Published online by Cambridge University Press: 08 July 2009
In an earlier chapter, I argued that the systematic ban on foreign clerical candidates' access to ecclesiastical benefices had to rely on an argument which has a number of features unprecedented in medieval jurisprudence. Moreover, we have seen that such a ban would actually infringe on the king's and his subjects' well-established patronage rights. This may have been one of the reasons why the attempted ban of 1383 was ineffective and quickly forgotten. Also, when lawful landholding claims of foreign religious houses were ignored and permanent removal of lands from those religious houses was declared in 1414, the ordinance was making an original claim which made reference to the ‘relief and support of the communities of the realm’. Some foreign abbots, as we saw, were not impressed by the novel argument, and kept bringing to the king's court their ‘lawful’ claims as tenants.

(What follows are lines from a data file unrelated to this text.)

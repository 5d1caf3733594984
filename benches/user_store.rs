use criterion::{black_box, criterion_group, criterion_main, BatchSize, Criterion};
use roster::prelude::*;
use std::sync::Arc;
use std::time::Duration;

fn seeded_store(n: usize) -> SharedUserStore {
    let store = SharedUserStore::new();
    for i in 0..n {
        store.upsert(User::new(format!("u{i}"), format!("nick-{}", i % 10)));
    }
    store
}

fn store_reads(c: &mut Criterion) {
    let store = seeded_store(10_000);
    c.bench_function("user_store_get_10k", |b| {
        b.iter(|| black_box(store.get(black_box("u4242"))));
    });
    c.bench_function("user_store_get_by_nickname_10k", |b| {
        b.iter(|| black_box(store.get_by_nickname(black_box("nick-3"))));
    });
}

fn store_writes(c: &mut Criterion) {
    let store = seeded_store(10_000);
    let mut i = 0usize;
    c.bench_function("user_store_upsert_10k", |b| {
        b.iter(|| {
            i = (i + 1) % 10_000;
            store.upsert(User::new(format!("u{i}"), "renamed"));
        });
    });
}

fn contended_reads(c: &mut Criterion) {
    let rt = tokio::runtime::Runtime::new().unwrap();
    let store = Arc::new(seeded_store(10_000));
    c.bench_function("user_store_8_concurrent_readers", |b| {
        b.to_async(&rt).iter(|| {
            let store = store.clone();
            async move {
                let readers = (0..8).map(|r| {
                    let store = store.clone();
                    tokio::spawn(async move { store.get(&format!("u{}", r * 1000)).is_some() })
                });
                for reader in futures::future::join_all(readers).await {
                    black_box(reader.unwrap());
                }
            }
        });
    });
}

fn limiter_admission(c: &mut Criterion) {
    let rt = tokio::runtime::Runtime::new().unwrap();
    let _guard = rt.enter();
    let config = LimiterConfig::new(1_000, Duration::from_secs(1)).unwrap();
    c.bench_function("leaky_token_bucket_admit_1000", |b| {
        b.iter_batched(
            || LeakyTokenBucket::new(config),
            |limiter| {
                for _ in 0..1_000 {
                    black_box(limiter.admit().is_ok());
                }
            },
            BatchSize::SmallInput,
        );
    });
}

criterion_group!(benches, store_reads, store_writes, contended_reads, limiter_admission);
criterion_main!(benches);
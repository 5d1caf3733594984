//! Validated configuration for the limiter and the client.
//!
//! Invalid values are rejected at construction time so the runtime paths never see them:
//! a zero leak interval would make the dispatch timer spin, a zero capacity would reject
//! every admission.

use serde::Deserialize;
use std::time::Duration;

/// Default bucket size.
pub const DEFAULT_CAPACITY: usize = 10;
/// Default spacing between dispatches.
pub const DEFAULT_LEAK_INTERVAL: Duration = Duration::from_secs(1);
/// Default host template; `{application_id}` is substituted per session.
pub const DEFAULT_API_HOST: &str = "https://api-{application_id}.sendbird.com";
/// Page size used by the nickname query, and its upper bound.
pub const DEFAULT_NICKNAME_PAGE_LIMIT: u32 = 100;

/// Errors produced when validating configuration.
#[derive(thiserror::Error, Debug, Clone, PartialEq, Eq)]
pub enum ConfigError {
    /// Capacity must be > 0.
    #[error("capacity must be > 0 (got {provided})")]
    InvalidCapacity { provided: usize },
    /// Leak interval must be non-zero and finite.
    #[error("leak_interval must be non-zero and finite (got {0:?})")]
    InvalidLeakInterval(Duration),
    /// Host template must be non-empty.
    #[error("api_host must not be empty")]
    EmptyApiHost,
    /// Page limit must be within 1..=100.
    #[error("nickname_page_limit must be within 1..={max} (got {provided})")]
    InvalidPageLimit { provided: u32, max: u32 },
    /// The JSON document did not parse.
    #[error("invalid config document: {0}")]
    Parse(String),
}

/// Bucket size and pacing for the rate limiter.
#[derive(Debug, Clone, Copy, PartialEq, Eq)]
pub struct LimiterConfig {
    capacity: usize,
    leak_interval: Duration,
}

impl LimiterConfig {
    /// Create a config with validation.
    pub fn new(capacity: usize, leak_interval: Duration) -> Result<Self, ConfigError> {
        if capacity == 0 {
            return Err(ConfigError::InvalidCapacity { provided: capacity });
        }
        if leak_interval == Duration::ZERO || leak_interval == Duration::MAX {
            return Err(ConfigError::InvalidLeakInterval(leak_interval));
        }
        Ok(Self { capacity, leak_interval })
    }

    /// Maximum number of admitted-but-not-yet-dispatched units.
    pub fn capacity(&self) -> usize {
        self.capacity
    }

    /// Minimum spacing between successive dispatches; also the refill period of one token.
    pub fn leak_interval(&self) -> Duration {
        self.leak_interval
    }
}

impl Default for LimiterConfig {
    fn default() -> Self {
        Self { capacity: DEFAULT_CAPACITY, leak_interval: DEFAULT_LEAK_INTERVAL }
    }
}

/// Client-level configuration.
#[derive(Debug, Clone, PartialEq, Eq)]
pub struct ClientConfig {
    limiter: LimiterConfig,
    api_host: String,
    nickname_page_limit: u32,
}

#[derive(Debug, Default, Deserialize)]
#[serde(deny_unknown_fields)]
struct ConfigDocument {
    capacity: Option<usize>,
    leak_interval_ms: Option<u64>,
    api_host: Option<String>,
    nickname_page_limit: Option<u32>,
}

impl ClientConfig {
    /// Create a config with validation.
    pub fn new(
        limiter: LimiterConfig,
        api_host: impl Into<String>,
        nickname_page_limit: u32,
    ) -> Result<Self, ConfigError> {
        let api_host = api_host.into();
        if api_host.trim().is_empty() {
            return Err(ConfigError::EmptyApiHost);
        }
        if nickname_page_limit == 0 || nickname_page_limit > DEFAULT_NICKNAME_PAGE_LIMIT {
            return Err(ConfigError::InvalidPageLimit {
                provided: nickname_page_limit,
                max: DEFAULT_NICKNAME_PAGE_LIMIT,
            });
        }
        Ok(Self { limiter, api_host, nickname_page_limit })
    }

    /// Parse a JSON document. Every key is optional; missing keys take their defaults.
    ///
    /// ```rust
    /// use roster::ClientConfig;
    /// use std::time::Duration;
    ///
    /// let cfg = ClientConfig::from_json(r#"{"capacity": 5, "leak_interval_ms": 250}"#).unwrap();
    /// assert_eq!(cfg.limiter().capacity(), 5);
    /// assert_eq!(cfg.limiter().leak_interval(), Duration::from_millis(250));
    /// ```
    pub fn from_json(doc: &str) -> Result<Self, ConfigError> {
        let raw: ConfigDocument =
            serde_json::from_str(doc).map_err(|e| ConfigError::Parse(e.to_string()))?;
        let limiter = LimiterConfig::new(
            raw.capacity.unwrap_or(DEFAULT_CAPACITY),
            raw.leak_interval_ms.map(Duration::from_millis).unwrap_or(DEFAULT_LEAK_INTERVAL),
        )?;
        Self::new(
            limiter,
            raw.api_host.unwrap_or_else(|| DEFAULT_API_HOST.to_string()),
            raw.nickname_page_limit.unwrap_or(DEFAULT_NICKNAME_PAGE_LIMIT),
        )
    }

    /// Replace the limiter settings.
    pub fn with_limiter(mut self, limiter: LimiterConfig) -> Self {
        self.limiter = limiter;
        self
    }

    pub fn limiter(&self) -> LimiterConfig {
        self.limiter
    }

    pub fn api_host(&self) -> &str {
        &self.api_host
    }

    pub fn nickname_page_limit(&self) -> u32 {
        self.nickname_page_limit
    }
}

impl Default for ClientConfig {
    fn default() -> Self {
        Self {
            limiter: LimiterConfig::default(),
            api_host: DEFAULT_API_HOST.to_string(),
            nickname_page_limit: DEFAULT_NICKNAME_PAGE_LIMIT,
        }
    }
}
//! JSONL sink for `roster`. Writes one client event per line.
//! Always writes; bring your own path.

use roster::telemetry::{event_to_json, ClientEvent, TelemetrySink};
use std::io;
use std::path::{Path, PathBuf};
use std::pin::Pin;
use std::sync::Arc;
use std::task::{Context, Poll};

#[derive(Clone, Debug)]
pub struct JsonlSink {
    path: Arc<PathBuf>,
}

impl JsonlSink {
    pub fn new<P: Into<PathBuf>>(path: P) -> Self {
        Self { path: Arc::new(path.into()) }
    }

    pub fn path(&self) -> &Path {
        &self.path
    }
}

impl tower_service::Service<ClientEvent> for JsonlSink {
    type Response = ();
    type Error = io::Error;
    type Future = Pin<Box<dyn std::future::Future<Output = Result<(), Self::Error>> + Send>>;

    fn poll_ready(&mut self, _cx: &mut Context<'_>) -> Poll<Result<(), Self::Error>> {
        Poll::Ready(Ok(()))
    }

    fn call(&mut self, event: ClientEvent) -> Self::Future {
        let path = Arc::clone(&self.path);
        let line = event_to_json(&event).to_string() + "\n";
        Box::pin(async move {
            use tokio::io::AsyncWriteExt;
            let mut file = tokio::fs::OpenOptions::new()
                .create(true)
                .append(true)
                .open(path.as_path())
                .await
                .map_err(|e| {
                    tracing::warn!(path = %path.display(), error = %e, "jsonl sink open failed");
                    e
                })?;
            file.write_all(line.as_bytes()).await?;
            file.flush().await?;
            Ok(())
        })
    }
}

impl TelemetrySink for JsonlSink {
    type SinkError = io::Error;
}
//! Error types for the client core
use crate::config::ConfigError;
use crate::model::User;
use std::sync::Arc;

/// Unified error type for admission, dispatch and request failures.
///
/// Every failure is reported to the immediate caller; nothing here is retried.
#[derive(thiserror::Error, Debug, Clone)]
pub enum RosterError {
    /// No tokens were available at admission time
    #[error("rate limit exceeded: bucket capacity ({capacity}) reached")]
    RateLimitExceeded { capacity: usize },
    /// A batch larger than the fixed maximum was submitted
    #[error("too many items: at most {max} allowed per batch, got {provided}")]
    TooManyItems { provided: usize, max: usize },
    /// Caller input was rejected before any submission
    #[error("validation failed: {0}")]
    Validation(String),
    /// The query succeeded but matched nothing
    #[error("empty result: {0}")]
    EmptyResult(String),
    /// One or more items of a batch failed.
    ///
    /// `errors` is in completion order. `partial` has one slot per input item, filled for the
    /// items that succeeded.
    #[error("{} of {} batch items failed", .errors.len(), .partial.len())]
    Aggregate { errors: Arc<Vec<RosterError>>, partial: Arc<Vec<Option<User>>> },
    /// The request descriptor could not be built
    #[error("invalid request: {0}")]
    Request(String),
    /// The executor failed to reach the remote side
    #[error("transport failure: {0}")]
    Transport(String),
    /// The remote side answered with a non-2xx status
    #[error("unexpected status code {0}")]
    Status(u16),
    /// The response body did not decode
    #[error("failed to decode response: {0}")]
    Decode(String),
    /// The limiter was torn down before the unit was dispatched
    #[error("rate limiter shut down before dispatch")]
    LimiterClosed,
    /// No async runtime was available to drive dispatch
    #[error("no async runtime available: {0}")]
    Runtime(String),
    /// Configuration was rejected
    #[error("invalid configuration: {0}")]
    Config(#[from] ConfigError),
}

impl RosterError {
    /// Build an `Aggregate` from the collected failures and the per-index outcomes.
    pub fn aggregate(errors: Vec<RosterError>, partial: Vec<Option<User>>) -> Self {
        RosterError::Aggregate { errors: Arc::new(errors), partial: Arc::new(partial) }
    }

    /// Check if admission was denied
    pub fn is_rate_limited(&self) -> bool {
        matches!(self, Self::RateLimitExceeded { .. })
    }

    /// Check if a batch was rejected for size
    pub fn is_too_many_items(&self) -> bool {
        matches!(self, Self::TooManyItems { .. })
    }

    /// Check if caller input was rejected
    pub fn is_validation(&self) -> bool {
        matches!(self, Self::Validation(_))
    }

    /// Check if a query came back empty
    pub fn is_empty_result(&self) -> bool {
        matches!(self, Self::EmptyResult(_))
    }

    /// Check if this wraps batch failures
    pub fn is_aggregate(&self) -> bool {
        matches!(self, Self::Aggregate { .. })
    }

    /// Per-item errors of an `Aggregate`, in completion order.
    pub fn errors(&self) -> Option<&[RosterError]> {
        match self {
            Self::Aggregate { errors, .. } => Some(errors.as_slice()),
            _ => None,
        }
    }

    /// Per-index outcomes of an `Aggregate`: `Some(user)` where the item succeeded.
    pub fn partial_results(&self) -> Option<&[Option<User>]> {
        match self {
            Self::Aggregate { partial, .. } => Some(partial.as_slice()),
            _ => None,
        }
    }

    /// Capacity reported by a rate-limit rejection.
    pub fn rate_limit_capacity(&self) -> Option<usize> {
        match self {
            Self::RateLimitExceeded { capacity } => Some(*capacity),
            _ => None,
        }
    }

    /// Short stable name of the variant, used as a telemetry label.
    pub fn kind(&self) -> &'static str {
        match self {
            Self::RateLimitExceeded { .. } => "rate_limit_exceeded",
            Self::TooManyItems { .. } => "too_many_items",
            Self::Validation(_) => "validation",
            Self::EmptyResult(_) => "empty_result",
            Self::Aggregate { .. } => "aggregate",
            Self::Request(_) => "request",
            Self::Transport(_) => "transport",
            Self::Status(_) => "status",
            Self::Decode(_) => "decode",
            Self::LimiterClosed => "limiter_closed",
            Self::Runtime(_) => "runtime",
            Self::Config(_) => "config",
        }
    }
}

#[cfg(test)]
mod tests {
    use super::*;

    #[test]
    fn rate_limit_display_names_capacity() {
        let err = RosterError::RateLimitExceeded { capacity: 10 };
        let msg = err.to_string();
        assert!(msg.contains("rate limit"));
        assert!(msg.contains("10"));
    }

    #[test]
    fn too_many_items_display() {
        let err = RosterError::TooManyItems { provided: 11, max: 10 };
        assert_eq!(err.to_string(), "too many items: at most 10 allowed per batch, got 11");
    }

    #[test]
    fn aggregate_display_counts_failures() {
        let err = RosterError::aggregate(
            vec![RosterError::Status(500)],
            vec![Some(User::new("a", "a")), None, Some(User::new("c", "c"))],
        );
        assert_eq!(err.to_string(), "1 of 3 batch items failed");
    }

    #[test]
    fn aggregate_accessors_expose_errors_and_partials() {
        let err = RosterError::aggregate(
            vec![RosterError::Transport("reset".into())],
            vec![None, Some(User::new("b", "b"))],
        );
        assert!(err.is_aggregate());
        assert_eq!(err.errors().unwrap().len(), 1);
        let partial = err.partial_results().unwrap();
        assert!(partial[0].is_none());
        assert_eq!(partial[1].as_ref().unwrap().user_id, "b");
    }

    #[test]
    fn accessors_return_none_for_other_variants() {
        let err = RosterError::Validation("empty".into());
        assert!(err.errors().is_none());
        assert!(err.partial_results().is_none());
        assert!(err.rate_limit_capacity().is_none());
    }

    #[test]
    fn predicates_cover_variants() {
        assert!(RosterError::RateLimitExceeded { capacity: 1 }.is_rate_limited());
        assert!(RosterError::TooManyItems { provided: 2, max: 1 }.is_too_many_items());
        assert!(RosterError::Validation("x".into()).is_validation());
        assert!(RosterError::EmptyResult("x".into()).is_empty_result());
        assert!(!RosterError::LimiterClosed.is_rate_limited());
    }

    #[test]
    fn config_errors_convert() {
        let err: RosterError = ConfigError::InvalidCapacity { provided: 0 }.into();
        assert_eq!(err.kind(), "config");
    }

    #[test]
    fn kind_is_stable() {
        assert_eq!(RosterError::Status(404).kind(), "status");
        assert_eq!(RosterError::LimiterClosed.kind(), "limiter_closed");
    }
}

It is true, however, that the majority of foreign abbots acquiesced to the new argument and no serious attempt was made to recover their lands. The reason for this is not difficult to understand. Their lands had been in the hands of the English king intermittently for several decades by then. The foreign religious houses concerned most probably had given up the hope of recovering their lands. To hear that their long lost lands would not after all be returned to them was perhaps not painful enough to make them start a lengthy and expensive litigation to recover those lands.